**WHAT IS EXPECTED**: Search the entries for the word "Copy" and report each line that has it.

**GIVEN ENTRIES**:
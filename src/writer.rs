use crate::config::PipelineConfig;
use crate::metrics::PipelineMetrics;
use crate::queue::IngestQueue;
use crate::retry::RetryPolicy;
use crate::store::{MeasurementStore, NewMeasurement};
use std::sync::Arc;
use std::time::{Duration, Instant};
use tokio::task::JoinHandle;
use tokio::time::MissedTickBehavior;
use tokio_util::sync::CancellationToken;

#[derive(Debug, Clone, Copy, PartialEq)]
pub struct WriterSettings {
    pub batch_size: usize,
    pub interval: Duration,
    pub retry: RetryPolicy,
}

impl WriterSettings {
    pub fn from_config(config: &PipelineConfig) -> Self {
        Self {
            batch_size: config.batch_insert_size.max(1),
            interval: config.writer_interval(),
            // Inserts are not idempotent: a timed-out attempt may have committed.
            retry: RetryPolicy::from_config(config).without_timeout_retry(),
        }
    }
}

#[derive(Debug, Clone, Copy, Default, PartialEq, Eq)]
pub struct FlushSummary {
    pub total: usize,
    pub persisted: usize,
    pub failed: usize,
}

/// Drains the ingest queue on a fixed interval and persists each reading in
/// its own transaction. One bad reading never takes the rest of the batch
/// down with it.
#[derive(Clone)]
pub struct BatchWriter {
    queue: Arc<IngestQueue>,
    store: Arc<dyn MeasurementStore>,
    metrics: Arc<PipelineMetrics>,
    settings: WriterSettings,
}

impl BatchWriter {
    pub fn new(
        queue: Arc<IngestQueue>,
        store: Arc<dyn MeasurementStore>,
        metrics: Arc<PipelineMetrics>,
        settings: WriterSettings,
    ) -> Self {
        Self {
            queue,
            store,
            metrics,
            settings,
        }
    }

    /// Runs until `cancel` fires. A flush already in progress completes its
    /// current transaction; readings still queued stay queued.
    pub fn start(self, cancel: CancellationToken) -> JoinHandle<()> {
        tokio::spawn(async move {
            let mut ticker = tokio::time::interval(self.settings.interval);
            ticker.set_missed_tick_behavior(MissedTickBehavior::Delay);
            loop {
                tokio::select! {
                    _ = cancel.cancelled() => break,
                    _ = ticker.tick() => {
                        self.flush_once(&cancel).await;
                    }
                }
            }
            tracing::debug!(queued = self.queue.len(), "batch writer stopped");
        })
    }

    pub async fn flush_once(&self, cancel: &CancellationToken) -> FlushSummary {
        let batch = self.queue.drain(self.settings.batch_size);
        if batch.is_empty() {
            return FlushSummary::default();
        }

        let started = Instant::now();
        let mut summary = FlushSummary {
            total: batch.len(),
            ..FlushSummary::default()
        };
        for reading in &batch {
            let measurement = NewMeasurement::from_reading(reading);
            let (store, pending) = (&self.store, &measurement);
            let result = self
                .settings
                .retry
                .run("persist_reading", cancel, move || store.persist_reading(pending))
                .await;
            match result {
                Ok(id) => {
                    summary.persisted += 1;
                    tracing::trace!(id, device = %reading.device_id, "persisted reading");
                }
                Err(err) => {
                    summary.failed += 1;
                    self.metrics.record_error(err.to_string());
                    tracing::warn!(
                        device = %reading.device_id,
                        captured_at = %reading.captured_at,
                        error = %err,
                        "failed to persist reading"
                    );
                }
            }
        }

        self.metrics
            .record_flush(summary.total, summary.persisted, summary.failed);
        if summary.failed == 0 {
            self.metrics.clear_error();
        }
        tracing::info!(
            successful = summary.persisted,
            total = summary.total,
            micros = started.elapsed().as_micros() as u64,
            "flushed reading batch"
        );
        summary
    }
}

#[cfg(test)]
mod tests {
    use super::*;
    use crate::reading::{Channel, ChannelMap, SensorReading};
    use crate::store::MemoryStore;
    use chrono::Utc;

    fn reading(device: &str) -> SensorReading {
        SensorReading {
            device_id: device.to_string(),
            location: "Factory_A".to_string(),
            equipment_type: "Pump".to_string(),
            captured_at: Utc::now(),
            channels: ChannelMap::default().with(Channel::Temperature, 55.0),
            fault_detected: false,
            source: "test".to_string(),
        }
    }

    fn settings(batch_size: usize) -> WriterSettings {
        WriterSettings {
            batch_size,
            interval: Duration::from_millis(10),
            retry: RetryPolicy {
                max_attempts: 3,
                delay: Duration::from_millis(1),
                attempt_timeout: Duration::from_millis(500),
                retry_timeouts: false,
            },
        }
    }

    type Harness = (Arc<IngestQueue>, Arc<MemoryStore>, Arc<PipelineMetrics>, BatchWriter);

    fn fixture(batch_size: usize) -> Harness {
        let metrics = Arc::new(PipelineMetrics::new());
        let queue = Arc::new(IngestQueue::new(100, metrics.clone()));
        let store = Arc::new(MemoryStore::new());
        let writer =
            BatchWriter::new(queue.clone(), store.clone(), metrics.clone(), settings(batch_size));
        (queue, store, metrics, writer)
    }

    #[tokio::test]
    async fn flush_takes_at_most_one_batch() -> anyhow::Result<()> {
        let (queue, store, metrics, writer) = fixture(3);
        for idx in 0..5 {
            queue.try_enqueue(reading(&format!("ESP32_D{idx}")))?;
        }

        let summary = writer.flush_once(&CancellationToken::new()).await;
        assert_eq!(summary, FlushSummary { total: 3, persisted: 3, failed: 0 });
        assert_eq!(queue.len(), 2);
        assert_eq!(store.measurement_count(), 3);
        assert_eq!(metrics.snapshot().records_processed, 3);
        Ok(())
    }

    #[tokio::test]
    async fn transient_failure_is_retried_within_the_flush() -> anyhow::Result<()> {
        let (queue, store, metrics, writer) = fixture(10);
        queue.try_enqueue(reading("ESP32_A"))?;
        store.fail_next(2);

        let summary = writer.flush_once(&CancellationToken::new()).await;
        assert_eq!(summary.persisted, 1);
        assert_eq!(metrics.snapshot().records_failed, 0);
        Ok(())
    }

    #[tokio::test]
    async fn exhausted_retries_count_reading_as_failed() -> anyhow::Result<()> {
        let (queue, store, metrics, writer) = fixture(10);
        queue.try_enqueue(reading("ESP32_A"))?;
        queue.try_enqueue(reading("ESP32_B"))?;
        store.fail_next(3);

        let summary = writer.flush_once(&CancellationToken::new()).await;
        assert_eq!(summary, FlushSummary { total: 2, persisted: 1, failed: 1 });
        let snapshot = metrics.snapshot();
        assert_eq!(snapshot.records_failed, 1);
        assert!(snapshot.last_error.is_some());
        Ok(())
    }

    #[tokio::test]
    async fn loop_persists_on_interval_and_stops_on_cancel() -> anyhow::Result<()> {
        let (queue, store, _metrics, writer) = fixture(10);
        queue.try_enqueue(reading("ESP32_A"))?;
        let cancel = CancellationToken::new();
        let handle = writer.start(cancel.clone());

        tokio::time::timeout(Duration::from_secs(2), async {
            while store.measurement_count() == 0 {
                tokio::time::sleep(Duration::from_millis(5)).await;
            }
        })
        .await?;

        cancel.cancel();
        tokio::time::timeout(Duration::from_secs(2), handle).await??;
        Ok(())
    }

    #[tokio::test]
    async fn committed_insert_that_times_out_is_not_written_twice() -> anyhow::Result<()> {
        let metrics = Arc::new(PipelineMetrics::new());
        let queue = Arc::new(IngestQueue::new(100, metrics.clone()));
        let store = Arc::new(MemoryStore::new());
        let config = PipelineConfig {
            max_retries: 3,
            retry_delay_ms: 1,
            transaction_timeout_ms: 20,
            ..PipelineConfig::default()
        };
        let writer = BatchWriter::new(
            queue.clone(),
            store.clone(),
            metrics.clone(),
            WriterSettings::from_config(&config),
        );
        queue.try_enqueue(reading("ESP32_A"))?;
        store.set_ack_delay(Duration::from_millis(200));

        let summary = writer.flush_once(&CancellationToken::new()).await;
        assert_eq!(summary, FlushSummary { total: 1, persisted: 0, failed: 1 });
        assert_eq!(store.measurement_count(), 1);
        assert!(metrics.snapshot().last_error.is_some());
        Ok(())
    }
}
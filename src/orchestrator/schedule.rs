use crate::config::PipelineConfig;
use chrono::{DateTime, Duration, Utc};

#[derive(Debug, Clone, Copy, PartialEq, Eq)]
pub enum MaintenanceTask {
    HealthReport,
    RetentionCleanup,
}

#[derive(Debug, Clone)]
struct Entry {
    task: MaintenanceTask,
    every: Duration,
    next_due: DateTime<Utc>,
}

/// Wall-clock schedule for the maintenance loop. A task that missed several
/// periods (suspended host, long cycle) runs once and is re-armed past `now`.
#[derive(Debug, Clone)]
pub struct MaintenanceSchedule {
    entries: Vec<Entry>,
}

impl MaintenanceSchedule {
    pub fn new(start: DateTime<Utc>, config: &PipelineConfig) -> Self {
        let hourly = Duration::seconds(config.health_report_interval_seconds as i64);
        let retention = Duration::hours(config.retention_interval_hours as i64);
        Self {
            entries: vec![
                Entry {
                    task: MaintenanceTask::HealthReport,
                    every: hourly,
                    next_due: start + hourly,
                },
                Entry {
                    task: MaintenanceTask::RetentionCleanup,
                    every: retention,
                    next_due: start + retention,
                },
            ],
        }
    }

    pub fn next_due(&self, task: MaintenanceTask) -> Option<DateTime<Utc>> {
        self.entries
            .iter()
            .find(|entry| entry.task == task)
            .map(|entry| entry.next_due)
    }

    pub fn due(&mut self, now: DateTime<Utc>) -> Vec<MaintenanceTask> {
        let mut due = Vec::new();
        for entry in &mut self.entries {
            if entry.next_due > now {
                continue;
            }
            let every_ms = entry.every.num_milliseconds().max(1);
            let behind_ms = (now - entry.next_due).num_milliseconds();
            let periods = behind_ms / every_ms + 1;
            entry.next_due += Duration::milliseconds(every_ms.saturating_mul(periods));
            due.push(entry.task);
        }
        due
    }
}
fn sorted_finite(values: &[f64]) -> Vec<f64> {
    let mut sorted: Vec<f64> = values.iter().copied().filter(|v| v.is_finite()).collect();
    sorted.sort_by(|a, b| a.total_cmp(b));
    sorted
}

pub fn median(values: &[f64]) -> Option<f64> {
    let sorted = sorted_finite(values);
    if sorted.is_empty() {
        return None;
    }
    let mid = sorted.len() / 2;
    if sorted.len() % 2 == 1 {
        Some(sorted[mid])
    } else {
        Some((sorted[mid - 1] + sorted[mid]) / 2.0)
    }
}

/// Linear-interpolated quantile over the finite values.
pub fn quantile(values: &[f64], q: f64) -> Option<f64> {
    if !(0.0..=1.0).contains(&q) {
        return None;
    }
    let sorted = sorted_finite(values);
    if sorted.is_empty() {
        return None;
    }
    if sorted.len() == 1 {
        return Some(sorted[0]);
    }
    let pos = q * (sorted.len() as f64 - 1.0);
    let idx = pos.floor() as usize;
    let frac = pos - idx as f64;
    let a = sorted[idx];
    let b = sorted[(idx + 1).min(sorted.len() - 1)];
    Some(a + (b - a) * frac)
}

pub fn mean(values: &[f64]) -> Option<f64> {
    let mut total = 0.0;
    let mut count = 0usize;
    for value in values.iter().filter(|v| v.is_finite()) {
        total += value;
        count += 1;
    }
    if count == 0 {
        return None;
    }
    Some(total / count as f64)
}

/// Sample standard deviation (n - 1 denominator); undefined below two values.
pub fn sample_std(values: &[f64]) -> Option<f64> {
    let finite: Vec<f64> = values.iter().copied().filter(|v| v.is_finite()).collect();
    if finite.len() < 2 {
        return None;
    }
    let avg = finite.iter().sum::<f64>() / finite.len() as f64;
    let var = finite.iter().map(|v| (v - avg).powi(2)).sum::<f64>() / (finite.len() as f64 - 1.0);
    Some(var.sqrt())
}

/// `[q1 - k*iqr, q3 + k*iqr]`.
pub fn iqr_bounds(values: &[f64], k: f64) -> Option<(f64, f64)> {
    let q1 = quantile(values, 0.25)?;
    let q3 = quantile(values, 0.75)?;
    let iqr = q3 - q1;
    Some((q1 - k * iqr, q3 + k * iqr))
}
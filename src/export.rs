use crate::etl::aggregate::AggregationSet;
use crate::reading::Channel;
use crate::store::MeasurementRecord;
use anyhow::{Context, Result};
use serde::Serialize;
use serde_json::{Map, Value};
use std::path::{Path, PathBuf};

pub const SENSOR_DATA_FILE: &str = "sensor_data";
pub const PREDICTIONS_FILE: &str = "fault_predictions";

/// Flat row for the transformed window: one column per channel, derived
/// magnitudes and one `status_<channel>` column per labelled channel.
fn record_row(record: &MeasurementRecord) -> Value {
    let mut row = Map::new();
    row.insert("id".into(), record.id.into());
    row.insert("device_id".into(), record.device_id.clone().into());
    row.insert("equipment_key".into(), record.equipment_key.clone().into());
    row.insert("sensor_key".into(), record.sensor_key.clone().into());
    row.insert("location".into(), record.location.clone().into());
    row.insert("equipment_type".into(), record.equipment_type.clone().into());
    row.insert("captured_at".into(), record.captured_at.to_rfc3339().into());
    for channel in Channel::ALL {
        row.insert(channel.as_str().into(), record.channels.get(channel).into());
    }
    for (name, value) in &record.channels.unknown {
        row.entry(name.clone()).or_insert_with(|| (*value).into());
    }
    row.insert("fault_detected".into(), record.fault_detected.into());
    row.insert("source".into(), record.source.clone().into());
    if let Some(derived) = &record.derived {
        row.insert("vibration_magnitude".into(), derived.vibration_magnitude.into());
        row.insert("gyro_magnitude".into(), derived.gyro_magnitude.into());
        for (channel, status) in &derived.statuses {
            row.insert(format!("status_{}", channel.as_str()), status.as_str().into());
        }
    }
    Value::Object(row)
}

async fn write_json<T: Serialize + ?Sized>(path: &Path, rows: &T) -> Result<()> {
    let body = serde_json::to_vec_pretty(rows)?;
    tokio::fs::write(path, body)
        .await
        .with_context(|| format!("write {}", path.display()))
}

/// Writes the transformed window and each non-empty view of one cycle as
/// `<name>_<YYYYmmdd_HHMMSS>.json` files, stamped with the cycle time.
pub async fn export_cycle(
    dir: &Path,
    records: &[MeasurementRecord],
    set: &AggregationSet,
) -> Result<Vec<PathBuf>> {
    tokio::fs::create_dir_all(dir)
        .await
        .with_context(|| format!("create {}", dir.display()))?;
    let stamp = set.generated_at.format("%Y%m%d_%H%M%S").to_string();
    let path_for = |name: &str| dir.join(format!("{name}_{stamp}.json"));
    let mut written = Vec::new();

    if !records.is_empty() {
        let rows: Vec<Value> = records.iter().map(record_row).collect();
        let path = path_for(SENSOR_DATA_FILE);
        write_json(&path, &rows).await?;
        written.push(path);
    }
    if !set.device_summary.rows.is_empty() {
        let path = path_for(set.device_summary.name);
        write_json(&path, &set.device_summary.rows).await?;
        written.push(path);
    }
    if !set.hourly_trends.rows.is_empty() {
        let path = path_for(set.hourly_trends.name);
        write_json(&path, &set.hourly_trends.rows).await?;
        written.push(path);
    }
    if !set.location_category.rows.is_empty() {
        let path = path_for(set.location_category.name);
        write_json(&path, &set.location_category.rows).await?;
        written.push(path);
    }
    if !set.predictions.is_empty() {
        let path = path_for(PREDICTIONS_FILE);
        write_json(&path, &set.predictions).await?;
        written.push(path);
    }
    Ok(written)
}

**FINAL ANSWER**:
#[derive(Debug, Clone, Copy, PartialEq)]
#[derive(Debug, Clone, Copy, Default, PartialEq, Eq)]
#[derive(Debug, Clone, Copy, PartialEq, Eq)]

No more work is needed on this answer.